TH2, You have summed up in one article all that I have observed since I graduated from high school in 1962. I should send you my copies of Joseph Fletcher's "Situation Ethics" and Jerry Rubin's "Do It!" I congratulate you. Best wishes and prayers.

TH2 said...

Thank you kindly, sir. I will look into Fletcher's and Rubin's books.

In addition to the those references, there was Abbie Hoffman's "Revolution for the Hell of It". Nihilism, plain and simple. Hoffman was a disturbed individual and, unfortunately, committed suicide.

Anita Moore said...

Three things that age very poorly:

1. Milk.
2. Eggs.
3. Hippies.

Incidentally, Alfred Kinsey's work on human sexuality wasn't based just on the perverted propensities of criminals, but primarily on the perverted propensities of Alfred Kinsey. The guy was a sicko of the first magnitude. The only difference between him and the criminal pervs he interviewed was which side of the bars they were on.

Ever notice how deviants prefer to move heaven and earth to force the world into their mould of morality, all the while accusing the rest of us of cramming our morality down their throats? Because this is somehow easier than straightening up themselves.

TH2 said...

Good point about deviants forcing their "morality". Another might be that, being effective atheists, this is the only world they believe there is and then, at death, it is really the end for them.
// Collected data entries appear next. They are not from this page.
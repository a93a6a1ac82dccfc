use crate::error::{DbError, DbResult};
use crate::mapping::DefaultMappingBehavior;
use serde::{Deserialize, Serialize};

/// When the `Db` opens and closes its connection.
#[derive(Debug, Clone, Copy, PartialEq, Eq, Default, Serialize, Deserialize)]
#[serde(rename_all = "snake_case")]
pub enum ConnectionStrategy {
    /// Open before and close after every statement.
    #[default]
    Automatic,
    /// The caller opens and closes explicitly.
    Manual,
}

/// Configuration for [`crate::Db`].
#[derive(Debug, Clone, PartialEq, Default, Serialize, Deserialize)]
#[serde(default)]
pub struct DbConfig {
    /// Provider key used to look up the dialect (e.g. `sqlserver`, `sqlite`).
    pub provider: String,
    /// Handed unchanged to the driver.
    pub connection_string: String,
    pub strategy: ConnectionStrategy,
    /// Applied when a model has no registered mapping.
    pub mapping_behavior: DefaultMappingBehavior,
}

impl DbConfig {
    pub fn new(provider: impl Into<String>, connection_string: impl Into<String>) -> Self {
        Self {
            provider: provider.into(),
            connection_string: connection_string.into(),
            ..Self::default()
        }
    }

    /// Set the connection strategy.
    pub fn strategy(mut self, strategy: ConnectionStrategy) -> Self {
        self.strategy = strategy;
        self
    }

    /// Set the default mapping behavior.
    pub fn mapping_behavior(mut self, behavior: DefaultMappingBehavior) -> Self {
        self.mapping_behavior = behavior;
        self
    }

    /// Fail with `Configuration` when the provider or connection string is blank.
    pub fn validate(&self) -> DbResult<()> {
        if self.provider.trim().is_empty() {
            return Err(DbError::configuration("provider is not set"));
        }
        if self.connection_string.trim().is_empty() {
            return Err(DbError::configuration("connection string is not set"));
        }
        Ok(())
    }
}

#[cfg(test)]
mod tests {
    use super::*;

    #[test]
    fn builder_setters() {
        let config = DbConfig::new("sqlite", ":memory:")
            .strategy(ConnectionStrategy::Manual)
            .mapping_behavior(DefaultMappingBehavior::None);
        assert_eq!(config.strategy, ConnectionStrategy::Manual);
        assert_eq!(config.mapping_behavior, DefaultMappingBehavior::None);
        assert!(config.validate().is_ok());
    }

    #[test]
    fn blank_fields_fail_validation() {
        assert!(matches!(
            DbConfig::new("", "x").validate(),
            Err(DbError::Configuration(_))
        ));
        assert!(matches!(
            DbConfig::new("sqlite", " ").validate(),
            Err(DbError::Configuration(_))
        ));
    }

    #[test]
    fn deserializes_with_defaults() {
        let config: DbConfig = serde_json::from_str(
            r#"{"provider":"sqlserver","connection_string":"Server=.;","strategy":"manual"}"#,
        )
        .unwrap();
        assert_eq!(config.provider, "sqlserver");
        assert_eq!(config.strategy, ConnectionStrategy::Manual);
        assert_eq!(config.mapping_behavior, DefaultMappingBehavior::ReflectionDiscovery);
    }
}
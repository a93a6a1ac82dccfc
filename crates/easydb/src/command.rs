//! Rendered statements handed to a driver.

use crate::error::{DbError, DbResult};
use crate::value::Value;

/// How the driver should interpret command text.
#[derive(Debug, Clone, Copy, PartialEq, Eq, Default)]
pub enum CommandKind {
    /// Plain SQL text.
    #[default]
    Text,
    /// Name of a stored procedure.
    StoredProcedure,
}

/// A named bound parameter.
#[derive(Debug, Clone, PartialEq)]
pub struct Parameter {
    /// Name including the dialect's sigil (e.g. `@title`).
    pub name: String,
    pub value: Value,
}

impl Parameter {
    pub fn new(name: impl Into<String>, value: impl Into<Value>) -> Self {
        Self {
            name: name.into(),
            value: value.into(),
        }
    }
}

/// Command text plus its bound parameters, in the order they appear in the text.
#[derive(Debug, Clone, PartialEq)]
pub struct Command {
    text: String,
    kind: CommandKind,
    parameters: Vec<Parameter>,
}

impl Command {
    /// Create a plain-SQL command. Fails with `InvalidCommandText` on blank text.
    pub fn new(text: impl Into<String>) -> DbResult<Self> {
        Self::with_kind(text, CommandKind::Text)
    }

    pub fn with_kind(text: impl Into<String>, kind: CommandKind) -> DbResult<Self> {
        let text = text.into();
        if text.trim().is_empty() {
            return Err(DbError::InvalidCommandText);
        }
        Ok(Self {
            text,
            kind,
            parameters: Vec::new(),
        })
    }

    /// Bind a parameter by name.
    pub fn bind(mut self, name: impl Into<String>, value: impl Into<Value>) -> Self {
        self.parameters.push(Parameter::new(name, value));
        self
    }

    pub fn push_parameter(&mut self, parameter: Parameter) {
        self.parameters.push(parameter);
    }

    pub fn extend_parameters(&mut self, parameters: impl IntoIterator<Item = Parameter>) {
        self.parameters.extend(parameters);
    }

    pub fn text(&self) -> &str {
        &self.text
    }

    pub fn kind(&self) -> CommandKind {
        self.kind
    }

    pub fn parameters(&self) -> &[Parameter] {
        &self.parameters
    }

    /// Look up a bound parameter by name.
    pub fn parameter(&self, name: &str) -> Option<&Value> {
        self.parameters
            .iter()
            .find(|p| p.name == name)
            .map(|p| &p.value)
    }
}
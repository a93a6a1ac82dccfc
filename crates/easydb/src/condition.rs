//! Condition model for WHERE clauses.
//!
//! A [`Check`] is one condition over one column plus an ordered chain of
//! `(Joiner, Check)` entries. `a.and(b).or(c)` keeps `a` as the main condition
//! and renders `a and b or c` in insertion order, with SQL's own precedence.
//! A chained check that carries its own chain renders as a parenthesized
//! group, so `a.and(b.or(c))` renders `a and (b or c)`.
//!
//! # Example
//! ```ignore
//! use easydb::Check;
//!
//! let check = Check::op_with("a", "<", 10)?
//!     .and(Check::op_with("b", ">", 20)?)
//!     .or(Check::between("c", 60, 100)?);
//! # Ok::<(), easydb::DbError>(())
//! ```

use crate::error::{DbError, DbResult};
use crate::guard;
use crate::value::Value;

/// Comparison operators accepted by [`Check::op_with`].
pub const COMPARISON_OPERATORS: &[&str] = &["=", "<>", "!=", "<", "<=", ">", ">="];

/// How a chained condition attaches to the one before it.
#[derive(Debug, Clone, Copy, PartialEq, Eq)]
pub enum Joiner {
    And,
    Or,
}

impl Joiner {
    pub fn as_sql(self) -> &'static str {
        match self {
            Joiner::And => "and",
            Joiner::Or => "or",
        }
    }
}

/// Variant-specific payload of a [`Check`].
#[derive(Debug, Clone, PartialEq)]
pub enum Condition {
    /// `column <operator> value`
    Op { operator: String, value: Value },
    /// `column like pattern`
    Like { pattern: Value },
    /// `column between low and high`
    Between { low: Value, high: Value },
    /// `column is null` / `column is not null`
    IsNull { negated: bool },
}

impl Condition {
    /// Returns `true` for plain comparison conditions.
    pub fn is_comparison(&self) -> bool {
        matches!(self, Condition::Op { .. })
    }
}

/// A condition node with its chained sub-conditions.
#[derive(Debug, Clone, PartialEq)]
pub struct Check {
    column: String,
    condition: Condition,
    chain: Vec<(Joiner, Check)>,
}

impl Check {
    fn new(column: &str, condition: Condition) -> DbResult<Self> {
        guard::not_empty(column, "Check column")?;
        Ok(Self {
            column: column.to_string(),
            condition,
            chain: Vec::new(),
        })
    }

    /// Equality condition: `column = value`.
    pub fn op(column: &str, value: impl Into<Value>) -> DbResult<Self> {
        Self::op_with(column, "=", value)
    }

    /// Comparison with an explicit operator (`=`, `<>`, `!=`, `<`, `<=`, `>`, `>=`).
    pub fn op_with(column: &str, operator: &str, value: impl Into<Value>) -> DbResult<Self> {
        let operator = guard::not_empty(operator, "Check operator")?.trim();
        if !COMPARISON_OPERATORS.contains(&operator) {
            return Err(DbError::invalid_argument(format!(
                "unsupported comparison operator '{operator}'"
            )));
        }
        Self::new(
            column,
            Condition::Op {
                operator: operator.to_string(),
                value: value.into(),
            },
        )
    }

    /// `column != value`
    pub fn ne(column: &str, value: impl Into<Value>) -> DbResult<Self> {
        Self::op_with(column, "!=", value)
    }

    /// `column > value`
    pub fn gt(column: &str, value: impl Into<Value>) -> DbResult<Self> {
        Self::op_with(column, ">", value)
    }

    /// `column >= value`
    pub fn gte(column: &str, value: impl Into<Value>) -> DbResult<Self> {
        Self::op_with(column, ">=", value)
    }

    /// `column < value`
    pub fn lt(column: &str, value: impl Into<Value>) -> DbResult<Self> {
        Self::op_with(column, "<", value)
    }

    /// `column <= value`
    pub fn lte(column: &str, value: impl Into<Value>) -> DbResult<Self> {
        Self::op_with(column, "<=", value)
    }

    /// `column like pattern`
    pub fn like(column: &str, pattern: impl Into<Value>) -> DbResult<Self> {
        Self::new(
            column,
            Condition::Like {
                pattern: pattern.into(),
            },
        )
    }

    /// `column between low and high`
    pub fn between(column: &str, low: impl Into<Value>, high: impl Into<Value>) -> DbResult<Self> {
        Self::new(
            column,
            Condition::Between {
                low: low.into(),
                high: high.into(),
            },
        )
    }

    /// `column is null`
    pub fn is_null(column: &str) -> DbResult<Self> {
        Self::new(column, Condition::IsNull { negated: false })
    }

    /// `column is not null`
    pub fn is_not_null(column: &str) -> DbResult<Self> {
        Self::new(column, Condition::IsNull { negated: true })
    }

    /// Append `and other` to the chain.
    pub fn and(mut self, other: Check) -> Self {
        self.chain.push((Joiner::And, other));
        self
    }

    /// Append `or other` to the chain.
    pub fn or(mut self, other: Check) -> Self {
        self.chain.push((Joiner::Or, other));
        self
    }

    pub fn column(&self) -> &str {
        &self.column
    }

    pub fn condition(&self) -> &Condition {
        &self.condition
    }

    pub fn chain(&self) -> &[(Joiner, Check)] {
        &self.chain
    }

    /// Returns `true` if this check has chained conditions.
    pub fn has_chain(&self) -> bool {
        !self.chain.is_empty()
    }

    /// Every column referenced by this check and its chain, in SQL order.
    pub fn columns(&self) -> Vec<&str> {
        let mut out = vec![self.column.as_str()];
        for (_, check) in &self.chain {
            out.extend(check.columns());
        }
        out
    }
}
//! Convenient imports for typical `easydb` usage.
//!
//! ```ignore
//! use easydb::prelude::*;
//! ```

pub use crate::{
    Check, Command, ConnectionStrategy, Db, DbConfig, DbError, DbResult, DefaultMappingBehavior,
    ErrorEvent, Model, Phase, Statement, Table, Value,
};

#[cfg(feature = "sqlite")]
pub use crate::SqliteDriver;

#[cfg(feature = "postgres")]
pub use crate::PostgresDriver;

pub use std::sync::Arc;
Hopelessness.

What is more funny than your three aging examples is the way you enumerate them in sequence, with periods at the end of each word.

Al said...

TH2 Besides the usual kudos I have to add that when I 1st saw the left picture above III. FALSE LIBERATION. I thought ex-priest & nun who got married.

Having grown up in the 60s, & seeing the pictures you have of the 60s, I have to ask how did we ever survive that decade? & how could I have ever bought into some of that stuff?

Anonymous said...

What is said here has been said a zillion times and a zillions ways ad nauseum while we remain impotent, but what we need to do is name who and what made it all happen, this coup against Christian---or at least decent---culture and the long descent into love of money and lust (the one buys the other).
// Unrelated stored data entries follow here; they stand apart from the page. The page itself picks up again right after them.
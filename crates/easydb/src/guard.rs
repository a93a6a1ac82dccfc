//! Argument and identifier checks shared by builders and the mapping registry.
//!
//! Property names bound to columns must match
//! `^@?[A-Za-z_]\w*(\.@?[A-Za-z_]\w*)*$`.

use crate::error::{DbError, DbResult};
use regex::Regex;
use std::sync::LazyLock;

static IDENTIFIER: LazyLock<Regex> = LazyLock::new(|| {
    Regex::new(r"^@?[A-Za-z_]\w*(\.@?[A-Za-z_]\w*)*$").expect("identifier pattern is valid")
});

/// Fail with `InvalidArgument` when `value` is empty or whitespace only.
pub fn not_empty<'a>(value: &'a str, what: &str) -> DbResult<&'a str> {
    if value.trim().is_empty() {
        return Err(DbError::invalid_argument(format!("{what} cannot be empty")));
    }
    Ok(value)
}

/// Identifier pattern checks.
pub struct NameChecker;

impl NameChecker {
    /// Returns `true` if `name` is a valid (optionally dotted) identifier.
    pub fn is_valid(name: &str) -> bool {
        IDENTIFIER.is_match(name)
    }

    /// Fail with `InvalidIdentifier` unless `name` matches the identifier pattern.
    pub fn check(name: &str) -> DbResult<&str> {
        if Self::is_valid(name) {
            Ok(name)
        } else {
            Err(DbError::invalid_identifier(format!(
                "'{name}' is not a valid identifier"
            )))
        }
    }
}
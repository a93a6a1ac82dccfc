//! Statement builders.
//!
//! Each builder is a consuming, single-use value. `build` renders it against a
//! dialect into a [`Command`]; the execution helpers render against the `Db`'s
//! dialect and run the command through it.

mod delete;
mod insert;
mod select;
mod update;

pub use delete::Delete;
pub use insert::Insert;
pub use select::Select;
pub use update::Update;

use crate::command::Command;
use crate::dialect::QueryService;
use crate::error::DbResult;

/// Renders a builder into a command.
pub trait Statement {
    fn build(&self, dialect: &dyn QueryService) -> DbResult<Command>;

    /// Rendered SQL text, for debugging.
    fn to_sql(&self, dialect: &dyn QueryService) -> DbResult<String> {
        Ok(self.build(dialect)?.text().to_string())
    }
}
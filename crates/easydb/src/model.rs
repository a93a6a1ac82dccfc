//! Model descriptors.
//!
//! A [`Model`] exposes a static [`ModelDescriptor`] listing its mappable
//! properties in declaration order, plus by-name property access. The
//! `#[derive(Model)]` macro generates all three; hand-written impls work the
//! same way.
//!
//! Only scalar properties (see [`crate::value::ScalarValue`]) appear in the
//! descriptor. Nested models and collections are left to the caller's own
//! relation loading.
//!
//! # Example
//! ```ignore
//! use easydb::Model;
//!
//! #[derive(Debug, Default, Model)]
//! #[easydb(table = "posts")]
//! struct Post {
//!     #[easydb(key, generated)]
//!     id: i64,
//!     title: String,
//!     #[easydb(column = "body")]
//!     content: Option<String>,
//!     #[easydb(ignore)]
//!     preview: String,
//! }
//! ```

use crate::error::DbResult;
use crate::value::{Value, ValueKind};

/// Static description of one model property.
#[derive(Debug, Clone, Copy, PartialEq, Eq)]
pub struct PropertyDescriptor {
    /// Property (field) name.
    pub name: &'static str,
    /// Kind the column value is converted to.
    pub kind: ValueKind,
    /// Whether the property accepts `NULL`.
    pub nullable: bool,
    /// Explicit column name override.
    pub column: Option<&'static str>,
    /// Primary key marker.
    pub is_key: bool,
    /// Value is produced by the database (identity, default).
    pub is_database_generated: bool,
    /// Property is never written.
    pub is_ignored: bool,
}

impl PropertyDescriptor {
    pub const fn new(name: &'static str, kind: ValueKind, nullable: bool) -> Self {
        Self {
            name,
            kind,
            nullable,
            column: None,
            is_key: false,
            is_database_generated: false,
            is_ignored: false,
        }
    }

    pub const fn column(mut self, column: &'static str) -> Self {
        self.column = Some(column);
        self
    }

    pub const fn key(mut self) -> Self {
        self.is_key = true;
        self
    }

    pub const fn generated(mut self) -> Self {
        self.is_database_generated = true;
        self
    }

    pub const fn ignored(mut self) -> Self {
        self.is_ignored = true;
        self
    }

    /// Column name: the override when present, else the property name.
    pub fn column_name(&self) -> &'static str {
        self.column.unwrap_or(self.name)
    }
}

/// Static description of a model type.
#[derive(Debug)]
pub struct ModelDescriptor {
    /// Rust type name, used in diagnostics.
    pub type_name: &'static str,
    /// Default table name.
    pub table_name: &'static str,
    /// Mappable properties in declaration order.
    pub properties: &'static [PropertyDescriptor],
}

impl ModelDescriptor {
    /// Find a property by its exact name.
    pub fn property(&self, name: &str) -> Option<&'static PropertyDescriptor> {
        self.properties.iter().find(|p| p.name == name)
    }

    /// Properties carrying the key marker.
    pub fn key_properties(&self) -> impl Iterator<Item = &'static PropertyDescriptor> {
        self.properties.iter().filter(|p| p.is_key)
    }
}

/// A type whose scalar properties can be read and written by name.
pub trait Model: Default + Send + Sync + 'static {
    /// The static descriptor for this type.
    fn descriptor() -> &'static ModelDescriptor;

    /// Read a property as a [`Value`]. Returns `None` for unknown names.
    fn get_property(&self, name: &str) -> Option<Value>;

    /// Assign a property from a [`Value`] already converted to the property's kind.
    ///
    /// Returns `Ok(false)` for unknown names.
    fn set_property(&mut self, name: &str, value: Value) -> DbResult<bool>;
}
E. Michael Jones so far is about the only incisive Catholic cultural critic to aim at the target and their media

What has happened to us and the world in the theft of trillions of dollars (money unaccounted for!) in the current economic crisis and move to a New World Order is what has happened to Christians in the Middle Ages wherever usury got the upper hand and bought off bad kings. To boast support of Israel despite all this and the Gazan slaughter places us as part of the problem, not the solution. Time to wake up. It will not be cured until we can follow the money and name it out loud.

TH2 said...

Anonymous: Some of Jones works are OK, but he is one of those Catholic intellectuals with whom TH2 remains suspicious - especially with the book of his to which you refer - which is accuses the Jewish thinkers, revolutionaries, etc. with the crisis to which we now endure, have endured, the decline of Christianity, etc.
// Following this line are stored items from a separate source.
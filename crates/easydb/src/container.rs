//! Resolution of a [`Check`] tree into rendered fragments and uniquely named parameters.

use crate::command::Parameter;
use crate::condition::{Check, Condition, Joiner};
use crate::dialect::QueryService;
use crate::error::{DbError, DbResult};
use crate::value::Value;
use std::collections::{HashMap, HashSet};

/// Issues parameter names, suffixing the occurrence count on collision
/// (`@a`, `@a2`, `@a3`).
#[derive(Debug, Default)]
pub(crate) struct ParameterNamer {
    counts: HashMap<String, usize>,
    issued: HashSet<String>,
}

impl ParameterNamer {
    pub(crate) fn issue(&mut self, base: String) -> String {
        loop {
            let count = self.counts.entry(base.clone()).or_insert(0);
            *count += 1;
            let candidate = if *count == 1 {
                base.clone()
            } else {
                format!("{base}{count}")
            };
            if self.issued.insert(candidate.clone()) {
                return candidate;
            }
        }
    }
}

/// One resolved condition node.
#[derive(Debug, Clone, PartialEq)]
pub struct ConditionAndParameter {
    pub column_name: String,
    /// SQL fragment, e.g. `[a]<@a`.
    pub fragment: String,
    /// Bound parameters in fragment order: one for comparison and LIKE, two
    /// for BETWEEN, none for IS [NOT] NULL.
    pub parameters: Vec<Parameter>,
    pub is_comparison: bool,
}

impl ConditionAndParameter {
    /// Name of the single bound parameter.
    pub fn parameter_name(&self) -> DbResult<&str> {
        self.single().map(|p| p.name.as_str())
    }

    /// Value of the single bound parameter.
    pub fn value(&self) -> DbResult<&Value> {
        self.single().map(|p| &p.value)
    }

    fn single(&self) -> DbResult<&Parameter> {
        match self.parameters.as_slice() {
            [p] => Ok(p),
            _ => Err(DbError::UnsupportedCondition(format!(
                "condition on '{}' does not bind exactly one value",
                self.column_name
            ))),
        }
    }
}

/// A chained entry: a single condition or a parenthesized group.
#[derive(Debug, Clone, PartialEq)]
pub enum ResolvedCondition {
    Single(ConditionAndParameter),
    Group(Box<ConditionAndParameterContainer>),
}

#[derive(Debug, Clone, PartialEq)]
pub struct ChainedConditionAndParameter {
    pub joiner: Joiner,
    pub condition: ResolvedCondition,
}

/// The main condition plus its ordered chain, resolved against one dialect.
///
/// Built once per statement; parameter names are unique across the whole tree.
#[derive(Debug, Clone, PartialEq)]
pub struct ConditionAndParameterContainer {
    main: ConditionAndParameter,
    chained: Vec<ChainedConditionAndParameter>,
}

impl ConditionAndParameterContainer {
    /// Resolve `check` with a fresh parameter namespace.
    pub fn resolve(check: &Check, dialect: &dyn QueryService) -> DbResult<Self> {
        Self::resolve_with_reserved(check, dialect, &[])
    }

    /// Resolve `check`, treating `reserved` parameter names as already issued.
    pub fn resolve_with_reserved(
        check: &Check,
        dialect: &dyn QueryService,
        reserved: &[&str],
    ) -> DbResult<Self> {
        let mut namer = ParameterNamer::default();
        for name in reserved {
            namer.issue((*name).to_string());
        }
        Self::resolve_node(check, dialect, &mut namer)
    }

    fn resolve_node(
        check: &Check,
        dialect: &dyn QueryService,
        namer: &mut ParameterNamer,
    ) -> DbResult<Self> {
        let main = resolve_single(check, dialect, namer)?;
        let mut chained = Vec::with_capacity(check.chain().len());
        for (joiner, sub) in check.chain() {
            let condition = if sub.has_chain() {
                ResolvedCondition::Group(Box::new(Self::resolve_node(sub, dialect, namer)?))
            } else {
                ResolvedCondition::Single(resolve_single(sub, dialect, namer)?)
            };
            chained.push(ChainedConditionAndParameter {
                joiner: *joiner,
                condition,
            });
        }
        Ok(Self { main, chained })
    }

    pub fn main(&self) -> &ConditionAndParameter {
        &self.main
    }

    pub fn chained(&self) -> &[ChainedConditionAndParameter] {
        &self.chained
    }

    /// Every bound parameter, in the order it appears in the rendered text.
    pub fn parameters(&self) -> Vec<&Parameter> {
        let mut out: Vec<&Parameter> = self.main.parameters.iter().collect();
        for entry in &self.chained {
            match &entry.condition {
                ResolvedCondition::Single(c) => out.extend(c.parameters.iter()),
                ResolvedCondition::Group(g) => out.extend(g.parameters()),
            }
        }
        out
    }

    /// Render `main joiner next ...` without the leading ` where `.
    pub fn render(&self) -> String {
        let mut sql = self.main.fragment.clone();
        for entry in &self.chained {
            sql.push(' ');
            sql.push_str(entry.joiner.as_sql());
            sql.push(' ');
            match &entry.condition {
                ResolvedCondition::Single(c) => sql.push_str(&c.fragment),
                ResolvedCondition::Group(g) => {
                    sql.push('(');
                    sql.push_str(&g.render());
                    sql.push(')');
                }
            }
        }
        sql
    }
}

fn resolve_single(
    check: &Check,
    dialect: &dyn QueryService,
    namer: &mut ParameterNamer,
) -> DbResult<ConditionAndParameter> {
    let column = check.column();
    let formatted = dialect.format_table_and_column(column);
    let base = dialect.get_parameter_name(column);

    let (fragment, parameters) = match check.condition() {
        Condition::Op { operator, value } => {
            let name = namer.issue(base);
            (
                dialect.get_condition_op(&formatted, operator, &name),
                vec![Parameter::new(name, value.clone())],
            )
        }
        Condition::Like { pattern } => {
            let name = namer.issue(base);
            (
                dialect.get_like(&formatted, &name),
                vec![Parameter::new(name, pattern.clone())],
            )
        }
        Condition::Between { low, high } => {
            let low_name = namer.issue(base.clone());
            let high_name = namer.issue(base);
            (
                dialect.get_between(&formatted, &low_name, &high_name),
                vec![
                    Parameter::new(low_name, low.clone()),
                    Parameter::new(high_name, high.clone()),
                ],
            )
        }
        Condition::IsNull { negated } => (dialect.get_is_null(&formatted, *negated), Vec::new()),
    };

    Ok(ConditionAndParameter {
        column_name: column.to_string(),
        fragment,
        parameters,
        is_comparison: check.condition().is_comparison(),
    })
}

#[cfg(test)]
mod tests {
    use super::*;
    use crate::dialect::{MySqlDialect, SqlServerDialect};

    #[test]
    fn namer_suffixes_occurrence_count() {
        let mut namer = ParameterNamer::default();
        assert_eq!(namer.issue("@a".into()), "@a");
        assert_eq!(namer.issue("@a".into()), "@a2");
        assert_eq!(namer.issue("@a".into()), "@a3");
        assert_eq!(namer.issue("@b".into()), "@b");
    }

    #[test]
    fn namer_skips_names_taken_by_other_columns() {
        let mut namer = ParameterNamer::default();
        assert_eq!(namer.issue("@a2".into()), "@a2");
        assert_eq!(namer.issue("@a".into()), "@a");
        assert_eq!(namer.issue("@a".into()), "@a3");
    }

    #[test]
    fn parameter_name_matches_dialect() {
        let dialect = SqlServerDialect;
        let check = Check::op("Title", "x").unwrap();
        let c = ConditionAndParameterContainer::resolve(&check, &dialect).unwrap();
        assert_eq!(c.main().parameter_name().unwrap(), dialect.get_parameter_name("Title"));
        assert_eq!(c.main().fragment, "[Title]=@title");
        assert!(c.main().is_comparison);
    }

    #[test]
    fn duplicate_column_is_uniquified() {
        let check = Check::op_with("a", "<", 10)
            .unwrap()
            .and(Check::op_with("a", ">", 20).unwrap());
        let c = ConditionAndParameterContainer::resolve(&check, &SqlServerDialect).unwrap();
        assert_eq!(c.render(), "[a]<@a and [a]>@a2");
        let names: Vec<_> = c.parameters().iter().map(|p| p.name.as_str()).collect();
        assert_eq!(names, vec!["@a", "@a2"]);
    }

    #[test]
    fn is_null_binds_nothing() {
        let check = Check::is_null("deleted_at").unwrap();
        let c = ConditionAndParameterContainer::resolve(&check, &MySqlDialect).unwrap();
        assert_eq!(c.main().fragment, "`deleted_at` is null");
        assert!(c.parameters().is_empty());
        assert!(matches!(
            c.main().value(),
            Err(DbError::UnsupportedCondition(_))
        ));
    }

    #[test]
    fn between_binds_two_parameters() {
        let check = Check::between("c", 60, 100).unwrap();
        let c = ConditionAndParameterContainer::resolve(&check, &SqlServerDialect).unwrap();
        assert_eq!(c.main().fragment, "[c] between @c and @c2");
        let values: Vec<_> = c.parameters().iter().map(|p| p.value.clone()).collect();
        assert_eq!(values, vec![Value::I32(60), Value::I32(100)]);
        assert!(c.main().parameter_name().is_err());
    }

    #[test]
    fn reserved_names_push_where_parameters_aside() {
        let check = Check::op("title", "old").unwrap();
        let c = ConditionAndParameterContainer::resolve_with_reserved(
            &check,
            &SqlServerDialect,
            &["@title"],
        )
        .unwrap();
        assert_eq!(c.main().fragment, "[title]=@title2");
    }

    #[test]
    fn nested_chain_renders_as_group() {
        let check = Check::op("a", 1).unwrap().and(
            Check::op("b", 2)
                .unwrap()
                .or(Check::op("a", 3).unwrap()),
        );
        let c = ConditionAndParameterContainer::resolve(&check, &SqlServerDialect).unwrap();
        assert_eq!(c.render(), "[a]=@a and ([b]=@b or [a]=@a2)");
        assert_eq!(c.parameters().len(), 3);
    }
}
And TH2 can see that you agree with him, by your anti-Israeli words "Gazan slaughter", including conspiratorial phrases like "follow the money". See essay here entitled "The Conspiracy Theory as Secular Gnosis": http://heresy-hunter.blogspot.com/2009/08/eph2-conspiracy-theory-as-secular.html

To be blunt, this all smacks of a latent anti-semitism. To counter Jones (and you, apparently), TH2 will now quote an intellectual giant and a man on his way (hopefully) to sainthood:

"The disintegration of Christianity is not to be laid at the door of the Jews. Those who had most influence in robbing minds of the Divinity of Christ, by ridicule, slander, or by denying His existence, were not Jews: Voltaire, Rousseau, Hume, Kant, Hegel, Schleiermacher, Schopenhauer, Feuerbach, Friedrich Strauss, Nietzsche, Buechner, Haeckel, Drews, and a thousand lesser lights" (Fulton Sheen, Love One Another, p. 127).

Anonymous said...

Thank you for posting my comments. There is no question that Enlightenment figures, such as those named by Archbishop Sheen, spearheaded the attack against Christian culture and teaching. Jones goes into all this at length in his massive work(s). But these needed money to be successful as all revolutions do, and they got it, to be sure. Frs. Denis Fahey, Coughlin and many others documented all this. The attack has always been multi-pronged.

The trouble is not these truths but what that occult madman Hitler made of them, which ended in not only war's horrors but the repudiation of stubborn facts and the construction of the political correctness lens which today filters every fact. Yet even now we see the Fed, Geitner, Larry Summers, Rahm Emmanuel, et al, all acting as the powers behind the throne, looting the treasuries, and forclosing on the poor. Add to that the virtually monopolisitic control of the media and history itself becomes "revisionist". Alas, very little changes. The answer should never be pogroms but political reforms and the end of monopoly.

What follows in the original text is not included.